The main strengths of this study are its sample size and the fact that it spans over a decade. This has enabled us to analyse data spanning a major change of guidelines. Data collection continues through the ASPC and thus this analysis can be repeated and reviewed. This review enables surgeons to compare their data over time and against other surgeons. The data reported appear to be valid. The compliance rate of about 60% for non-postal strategy, and the early (about 1%) and late failure (about 0.1%) rates reported for both postal and non-postal strategies are in line with evidence-based guidelines in the UK and North America.

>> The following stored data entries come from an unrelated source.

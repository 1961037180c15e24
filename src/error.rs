//! Centralized error type for the rackroute umbrella crate.
//!
//! Wraps the subsystem errors so `?` propagates naturally across crate
//! boundaries.

use thiserror::Error;

#[derive(Error, Debug)]
pub enum Error {
    #[error("Schema: {0}")]
    Schema(#[from] rackroute_schema::SchemaError),

    #[error("Transport: {0}")]
    Transport(#[from] rackroute_midi::TransportError),

    #[error("Invalid configuration: {0}")]
    InvalidConfig(String),

    #[error(transparent)]
    Io(#[from] std::io::Error),
}

pub type Result<T> = std::result::Result<T, Error>;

This study has some limitations. We assessed the confounding and modifying effects of two major factors: number of tests guidance and study period. However, many different surgeons submitted data over more than a decade. We cannot presume consistency between them for experience, technique, reminder systems, time schedule for testing, and clearance/failure criteria used. There may also be variation between the two strategies in the types of practices/patients – including socioeconomic status and access to local laboratory services. These factors could influence the differences observed between semen sample submission strategies for compliance and failures. The difference in early failure detected for the two strategies may be due to an actual difference in the early failure rate, i.e., more experienced surgeons tending to use a postal method and therefore there were fewer failures to detect. However, we do not believe this would change our conclusions considering the scale of the difference in compliance.

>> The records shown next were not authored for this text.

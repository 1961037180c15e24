//! RackRouteEngine that coordinates the schema, catalog, and sequencer
//! subsystems.

use crate::{Result, Router};
use parking_lot::Mutex;
use rackroute_core::{Choice, RackCatalog, RoutingTable, RunSnapshot, SourceCatalog};
use rackroute_schema::{
    parse_rack_map, parse_routing_matrix, parse_source_catalog, validate_rack_map,
    validate_routing_matrix, validate_source_catalog, RoutingMatrixDoc, ValidationMode,
};
use tracing::{info, warn};

/// Which of the three configuration documents an operation targets.
#[derive(Debug, Clone, Copy, PartialEq, Eq)]
pub enum DocumentKind {
    Sources,
    Routing,
    Racks,
}

#[derive(Debug, Default)]
struct DocumentTexts {
    sources: String,
    routing: String,
    racks: String,
}

/// Main routing engine.
///
/// Triggers (`route_source`, `route_rack`) run the sequence synchronously
/// on the calling thread and never fail to the caller; document operations
/// (`apply_document`, `reload_all`) validate first and leave the previous
/// state untouched when validation rejects the input.
///
/// # Example
///
/// ```ignore
/// use rackroute::prelude::*;
///
/// let engine = RackRouteEngine::builder()
///     .routing_json(r#"{"matrix":{"3":[1,2]}}"#)
///     .transport(transport)
///     .build()?;
///
/// engine.route_source(3);
/// let state = engine.snapshot();
/// ```
pub struct RackRouteEngine {
    router: Router,
    max_racks: u32,
    mode: ValidationMode,
    /// Last accepted raw text per document, for display and re-export.
    texts: Mutex<DocumentTexts>,
}

impl std::fmt::Debug for RackRouteEngine {
    fn fmt(&self, f: &mut std::fmt::Formatter<'_>) -> std::fmt::Result {
        f.debug_struct("RackRouteEngine")
            .field("max_racks", &self.max_racks)
            .field("mode", &self.mode)
            .finish_non_exhaustive()
    }
}

impl RackRouteEngine {
    pub fn builder() -> crate::RackRouteEngineBuilder {
        crate::RackRouteEngineBuilder::default()
    }

    pub(crate) fn from_parts(router: Router, max_racks: u32, mode: ValidationMode) -> Self {
        Self {
            router,
            max_racks,
            mode,
            texts: Mutex::new(DocumentTexts::default()),
        }
    }

    pub fn max_racks(&self) -> u32 {
        self.max_racks
    }

    pub fn is_running(&self) -> bool {
        self.router.is_running()
    }

    pub fn snapshot(&self) -> RunSnapshot {
        self.router.snapshot()
    }

    // ---- triggers -------------------------------------------------------

    /// Route a source: runs every rack the routing matrix lists for it.
    pub fn route_source(&self, source: u32) {
        self.router.route_source(source);
    }

    /// Route a single rack, bypassing the matrix.
    pub fn route_rack(&self, rack_id: u32) {
        self.router.route_rack(rack_id);
    }

    // ---- documents ------------------------------------------------------

    /// Validate and install one document from raw JSON text.
    ///
    /// On any parse or validation error the previously accepted document
    /// stays in effect and the error is returned.
    pub fn apply_document(&self, kind: DocumentKind, text: &str) -> Result<()> {
        match kind {
            DocumentKind::Sources => {
                let doc = parse_source_catalog(text)?;
                validate_source_catalog(&doc, self.mode)?;
                self.router.install_sources(SourceCatalog::from_doc(&doc));
            }
            DocumentKind::Routing => {
                let doc = parse_routing_matrix(text)?;
                validate_routing_matrix(&doc, self.max_racks)?;
                self.router.install_routing(RoutingTable::from_doc(&doc));
            }
            DocumentKind::Racks => {
                let doc = parse_rack_map(text)?;
                validate_rack_map(&doc, self.max_racks)?;
                self.router.install_racks(RackCatalog::from_doc(&doc));
            }
        }
        let mut texts = self.texts.lock();
        match kind {
            DocumentKind::Sources => texts.sources = text.to_string(),
            DocumentKind::Routing => texts.routing = text.to_string(),
            DocumentKind::Racks => texts.racks = text.to_string(),
        }
        info!(?kind, "document applied");
        Ok(())
    }

    /// Re-validate and re-install all three documents from their cached
    /// text.
    ///
    /// Each document is handled independently: one failing document keeps
    /// its previous derived view while the others still reload. Documents
    /// that were never applied are skipped. The first error is returned.
    pub fn reload_all(&self) -> Result<()> {
        let (sources, routing, racks) = {
            let texts = self.texts.lock();
            (
                texts.sources.clone(),
                texts.routing.clone(),
                texts.racks.clone(),
            )
        };

        let mut first_error = None;
        for (kind, text) in [
            (DocumentKind::Sources, sources),
            (DocumentKind::Routing, routing),
            (DocumentKind::Racks, racks),
        ] {
            if text.is_empty() {
                continue;
            }
            if let Err(e) = self.apply_document(kind, &text) {
                warn!(?kind, error = %e, "reload rejected, previous view kept");
                first_error.get_or_insert(e);
            }
        }

        match first_error {
            None => {
                info!("all documents reloaded");
                Ok(())
            }
            Some(e) => Err(e),
        }
    }

    /// The last accepted raw text of a document. Empty until one is applied.
    pub fn document_text(&self, kind: DocumentKind) -> String {
        let texts = self.texts.lock();
        match kind {
            DocumentKind::Sources => texts.sources.clone(),
            DocumentKind::Routing => texts.routing.clone(),
            DocumentKind::Racks => texts.racks.clone(),
        }
    }

    /// Replace the routing matrix with an empty one and return its text.
    /// Every source trigger becomes a no-op sequence until a new matrix is
    /// applied.
    pub fn empty_routing(&self) -> String {
        let text = serde_json::to_string_pretty(&RoutingMatrixDoc::default())
            .unwrap_or_else(|_| String::from(r#"{"matrix":{}}"#));
        self.router.install_routing(RoutingTable::default());
        self.texts.lock().routing = text.clone();
        info!("routing matrix cleared");
        text
    }

    /// Clear one rack's step program, keeping its enable flag, and refresh
    /// the stored rack map text to match.
    pub fn reset_rack_steps(&self, rack_id: u32) -> bool {
        if !self.router.reset_rack_steps(rack_id) {
            return false;
        }
        let doc = self.router.racks().to_doc();
        if let Ok(text) = serde_json::to_string_pretty(&doc) {
            self.texts.lock().racks = text;
        }
        true
    }

    // ---- choice lists ---------------------------------------------------

    /// Source choices in catalog order (channels, buses, mains, matrices).
    pub fn source_choices(&self) -> Vec<Choice> {
        self.router.sources().choices().to_vec()
    }

    /// Rack choices in ascending id order.
    pub fn rack_choices(&self) -> Vec<Choice> {
        self.router.racks().choices()
    }

    /// Display label for a source index; empty string when unknown.
    pub fn source_label(&self, index: u32) -> String {
        self.router.sources().label(index).to_string()
    }
}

Notification and recording of late failures (contraceptive failures) are likely to be imprecise and underestimated. For instance, pregnancies may occur many years after vasectomy and the surgeon might never be informed. In addition, our data cannot confirm that the reported late failures from both strategies were indeed true late failures as proven by fresh PVSA or DNA testing. As the numbers of late failures are small, any misdiagnosis could greatly affect the figures. Nevertheless, the reported late failure rate in our study, approximately 0.1% (1 in 1,000), may be more valid than the 0.05% (1 in 2,000) usually quoted.


The postal strategy of post-vasectomy semen sample submission is not only a less resource-intensive approach but is clearly more acceptable to patients. The higher compliance of postal strategy confers overarching benefits to patients, their partners, and surgeons seeking confirmation of vasectomy success, without compromising efficacy to detect failures. These benefits are even more crucial in the current climate of Covid-19, when it is clearly preferable for men to post a semen sample than to attend a clinic.

Our study should reassure both surgeons and patients who presently use postal semen sample submission strategy. It may also inspire more surgeons, commissioners and laboratories to follow this approach. Future clinical practice guidelines should recommend submitting semen samples by post as a reliable option.



Ref 1: Atkinson et al. Comparison of postal and non-postal post-vasectomy semen sample submission strategies on compliance and failures: an 11-year analysis of the audit database of the Association of Surgeons in Primary Care of the UK. BMJ Sexual & Reproductive Health. July 2021.
(Any other references are in this paper if you would like to know the source for a particular point).